加工ロジックを、S3 → Hadoop → Tableau のように別システムで管理していると、あるいは別チームが管理していると、その分だけ影響調査が困難になります。 上手い仕組みを作れずに、データモデルが汚れてしまい、技術的負債が蓄積されることになるでしょう。 だからこそ私は、同じシステムに寄せるほうがリファクタリングしやすい(=継続進化させやすい)という思想で、技術要素としてBigQueryとSQLを採用しています。

チームとアーキテクチャを選ぶ

私の観測範囲に閉じて言えば、データサイエンティストや機械学習エンジニアはデータレイク重視、経営企画担当やアナリストはデータマート重視になりがちだなぁと感じます。 これらの人材はシステム開発スペシャリストではないので、仕方ないことだと思います。 どちらかというと人材アサインの問題です。 システムの全体像(レイク・ウェアハウス・マート)を見渡し、進化的データモデリングという概念を考慮して、データ基盤を設計・保守する。 これができるのはSRE人材です。インフラ人材ではありません。システムの信頼性にコミットできるSRE人材です。

チームやアーキテクチャは重要です。 仮にアナリストチームがTableauで横断データを整理する役割を担っていたらどうなるでしょうか。 Tableauをメインで使うアナリストにとっては快適なデータモデルになるでしょう。 しかし機械学習エンジニアにとっては最悪です。 わざわざTableauの仕様に合わせてデータを使わないといけないのですから。 コンウェイの法則によって、システムの依存関係は過剰に複雑化します。 だからこそ、SREロール(あるいはデータ基盤専門チーム)が主体となって、BigQuery + SQLのような骨太の技術要素で、全体最適となるシステム設計を推進すべきなのです。

まとめ

一般的には S3(データレイク) → Hadoop(データウェアハウス) → Tableau(データマート) のように別システムで管理することが多いです。 これは「1度作ったら終わり」「異なる部署で管理する」といった従来のコンテキストが背景にあるからだと推察されます。 それぞれのレイヤーで得意なツールに寄せれば初期構築が非常に楽になるのは事実です。

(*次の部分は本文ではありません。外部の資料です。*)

//! Defines the chord-vs-arc correction for discretely sampled velocity
//! commands.
//!
//! The kinematics assumes an instantaneous velocity vector, but control runs
//! in fixed periods. Holding a constant translational and rotational velocity
//! open-loop for a whole period makes the robot trace the chord of the
//! intended arc instead of the arc itself. The error is small per cycle but
//! it compounds into a sideways skid on curved paths.
//!
//! The correction treats the commanded velocity as constant over one period,
//! forms the pose displacement it is meant to produce, converts that
//! displacement into its exact rigid-body twist and rescales the twist back
//! into a velocity. Commanding the corrected velocity makes the actual chord
//! land on the intended arc.

use std::time::Duration;

use crate::geometry::{ChassisSpeeds, Pose2d};

#[cfg(test)]
#[path = "discretization_tests.rs"]
mod discretization_tests;

/// Adjusts a one-cycle-ahead commanded body velocity for the fact that the
/// command is held constant over a discrete control period.
///
/// For a non-rotating command the correction is an exact no-op. The
/// correction applies to velocity commands only; targets supplied directly as
/// pre-computed module states already account for real trajectories and must
/// not pass through here.
///
/// ## Parameters
///
/// * 'speeds' - The commanded body-frame velocity for the coming period.
/// * 'period' - The fixed control period the command is held for.
///
/// ## Example
///
/// ```
/// use std::time::Duration;
/// use swerve_drive_control::discretization::correct_for_discretization;
/// use swerve_drive_control::geometry::ChassisSpeeds;
///
/// // Straight-line motion passes through unchanged.
/// let speeds = ChassisSpeeds::new(1.0, 0.0, 0.0);
/// let corrected = correct_for_discretization(&speeds, Duration::from_millis(20));
/// assert_eq!(corrected, speeds);
/// ```
pub fn correct_for_discretization(speeds: &ChassisSpeeds, period: Duration) -> ChassisSpeeds {
    let period_in_seconds = period.as_secs_f64();

    let displacement = Pose2d::new(
        speeds.vx_in_meters_per_second() * period_in_seconds,
        speeds.vy_in_meters_per_second() * period_in_seconds,
        speeds.omega_in_radians_per_second() * period_in_seconds,
    );

    let twist = displacement.log();

    ChassisSpeeds::new(
        twist.dx_in_meters() / period_in_seconds,
        twist.dy_in_meters() / period_in_seconds,
        twist.dtheta_in_radians() / period_in_seconds,
    )
}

しかし、初期構築(Dev)だけに注目するのではなく、保守運用(Ops)も視野に入れてみてはどうでしょうか。 最適なデータ基盤のあり方は、きっとこれまで世間一般で言われてきたものと違った姿になるはずです。

参考

このエントリーの内容は『10年戦えるデータ分析入門 SQLを武器にデータ活用時代を生き抜く』という書籍を参考としています。

余談

このエントリーを読んだ上で、以下の登壇資料を読んでいただけると、理解が深まるはずです。 スライドのp135〜p182が該当箇所となります。

yuzutas0.hatenablog.com

追記

技術要素についてツッコミどころに山ほどコメントをいただきました。 皆様ありがとうございます。一部記事を修正しました。

なお、データベースを正確に分類しようと試みている資料としては@fetarodcさんの「ビッグデータ処理データベースの全体像と使い分け
2018年version」を挙げることができます。前提知識についてはこのスライドを参照ください。


  1. 集計・レポーティングや機械学習も意思決定を支えるので分析の1つだ(だから分析基盤だ)というロジックもアリだと思います。ただ、担当現場によっては、データ分析という言葉を使ってしまうと、リテラシーの低いステークホルダーに対して「何か特別な隠された事実を発見する」ような過剰なニュアンスを期待させてしまうこともあります。

  2. まぁgrepでいちいち洗い出すのも大変なので、ワークフローエンジンである Apache Airflow(Cloud Composer)で前後関係をビジュアル化し、直感的に特定できるようにしています。